Viele wissen es. Andere ahnen es, weil meine Präsenz in Zeitungen und an Vortragspulten mittlerweile gegen Null tendiert: Der Autor ist in den Ruhestand getreten. Das schon vor einigen Monaten. Während des ersten Lockdowns reifte der Entschluss, diesen Schritt um ein Jahr vorzuziehen – und mich bereits 2020 ebenso unauffällig aus dem journalistischen Getriebe zu verdrücken, wie ich es 34 Jahre zuvor durch eine Seitentür betreten hatte. Eine Mini-Kür nur wollte ich auf die alten Tage weiter pflegen: Gelegentlich noch eine Theater- oder Konzertkritik schreiben sowie mir das Vergnügen der „Quergedanken“-Kolumne gönnen. Alles nach Lust und Laune; den lieben Gott einen guten und mich einen von Pflichten freien Mann sein lassen. Theater/Konzert gibt’s momentan nicht, bleibt also: das hier.
Und was mache ich nun mit all der gewonnenen Verfügungszeit? „Er dreht am Rad“, meint Freund Walter schnippisch, „hat sich allerhand seltsamen Zeitvertreib zugelegt.“ Dieses grässliche Wort, Zeitvertreib, geht mir auf den Keks. Mit 65 Jahren will man keine Zeit vertreiben, man hat eh nur noch einen Rest davon übrig. Es geht darum, die verbleibende Lebensspanne mit interessanten, schönen, spannenden, genussreichen Elementen zu füllen – jetzt, da das Muss des Broterwerbs die Peitsche nicht mehr schwingt. Was also mache ich? Lauter Sachen, nach denen mir schon sehr lange der Sinn steht, die aber im Berufstrubel stets den Kürzeren zogen.
Nein, es drängt mich keineswegs zur Bereisung ferner Länder. Auf große Welttour würde ich auch ohne Pandemie nicht gehen wollen, weder per Flugzeug oder Luxusliner, noch in Abenteurermanier auf Zweirad, Pferd oder zu Fuß. Auch von früh bis spät nur auf der faulen Haut liegen ist zwar eine gelegentliche, doch keine dauerhafte Option.

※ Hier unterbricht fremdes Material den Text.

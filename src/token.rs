use std::fmt;

/// "Words" produced by `Lexer`.
///
/// Identifier, literal and illegal tokens carry the source text they were
/// scanned from; every other kind is its own spelling.
#[derive(Debug, PartialEq, Eq, Clone)]
pub enum Token {
    Illegal(String),
    Eof,

    // Identifiers and literals
    Ident(String),
    Int(String),
    Str(String),

    // Operators
    Assign,
    Plus,
    Minus,
    Bang,
    Asterisk,
    Slash,
    Lt,
    Gt,
    Eq,
    NotEq,

    // Delimiters
    Comma,
    Semicolon,
    Colon,
    LParen,
    RParen,
    LBrace,
    RBrace,
    LBracket,
    RBracket,

    // Keywords
    Function,
    Let,
    True,
    False,
    If,
    Else,
    Return,
}

/// Checks the keyword table for an identifier spelling and returns the
/// keyword token, or an `Ident` when the spelling is not reserved.
pub fn lookup_ident(ident: &str) -> Token {
    match ident {
        "fn" => Token::Function,
        "let" => Token::Let,
        "true" => Token::True,
        "false" => Token::False,
        "if" => Token::If,
        "else" => Token::Else,
        "return" => Token::Return,
        _ => Token::Ident(ident.to_string()),
    }
}

/// Prints the token *kind*: operators and delimiters as their spelling,
/// everything else as an uppercase name. Parser diagnostics interpolate
/// this form.
impl fmt::Display for Token {
    fn fmt(&self, f: &mut fmt::Formatter<'_>) -> fmt::Result {
        let kind = match self {
            Token::Illegal(_) => "ILLEGAL",
            Token::Eof => "EOF",
            Token::Ident(_) => "IDENT",
            Token::Int(_) => "INT",
            Token::Str(_) => "STRING",
            Token::Assign => "=",
            Token::Plus => "+",
            Token::Minus => "-",
            Token::Bang => "!",
            Token::Asterisk => "*",
            Token::Slash => "/",
            Token::Lt => "<",
            Token::Gt => ">",
            Token::Eq => "==",
            Token::NotEq => "!=",
            Token::Comma => ",",
            Token::Semicolon => ";",
            Token::Colon => ":",
            Token::LParen => "(",
            Token::RParen => ")",
            Token::LBrace => "{",
            Token::RBrace => "}",
            Token::LBracket => "[",
            Token::RBracket => "]",
            Token::Function => "FUNCTION",
            Token::Let => "LET",
            Token::True => "TRUE",
            Token::False => "FALSE",
            Token::If => "IF",
            Token::Else => "ELSE",
            Token::Return => "RETURN",
        };
        f.write_str(kind)
    }
}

Walter zappelt herum und kann dann wieder das Wasser nicht halten: „Der Herr Kolumnist gerieren sich nunmehr als Kunstmaler, Pianist und Selbstversorgungsgärtner.“ Richtig am lästerlichen, indes vor allem wohl neidischen Geplapper des Freundes ist immerhin dies: Das Edikt von Joseph Beuys, wonach „jeder Mensch ein Künstler ist“ (sofern er sich aufrafft), steht als Leitmotiv über meinem neuen Lebensabschnitt.
Will sagen: Zwar kann nicht jeder malend mit Da Vinci oder Van Gogh gleichziehen, schreibend mit Heinrich Heine oder Thomas Mann, musizierend mit Anne-Sophie Mutter oder Alfred Brendel, bauend/gartenbauend mit Schinkel oder Lenné … In höherem Anfängeralter nach derartiger Meisterschaft streben zu wollen, wäre vermessen und vergebliche Liebesmüh. Doch steckt in JEDEM Menschen kreatives Potenzial, die Fähigkeit also, irgendwas irgendwie nach eigenem Gusto zu gestalten. Hat man die Lust an solchem Tun erstmal geweckt, gibt es für viele Neuaktive kein Halten mehr. Weshalb wir über die pandemischen Monate hunderttausendfach neue Einstiege in gestalterische Hobbys und Passionen erleben dürfen.
Tja, und mich zieht es nach gut drei Jahrzehnten Schreiberei nun halt zum Selbermachen just in die wortlosen Künste – hin zum inzwischen ein halbes Leben lang brach gelegenen Klavierspiel sowie hinein in die mir zwar theoretisch vertraute, aber eigenpraktisch völlig fremde Welt des Zeichnens und Malens. Das ist eine wahrlich aufregende Abenteuerreise, wo nicht das Ziel, sondern aus Spaß an der Freud der Weg des experimentierlustigen Dilettanten als höchster Wert an sich zählt. Gelle, Walter, da würdest du gerne mitgehen? Dann mach’ halt!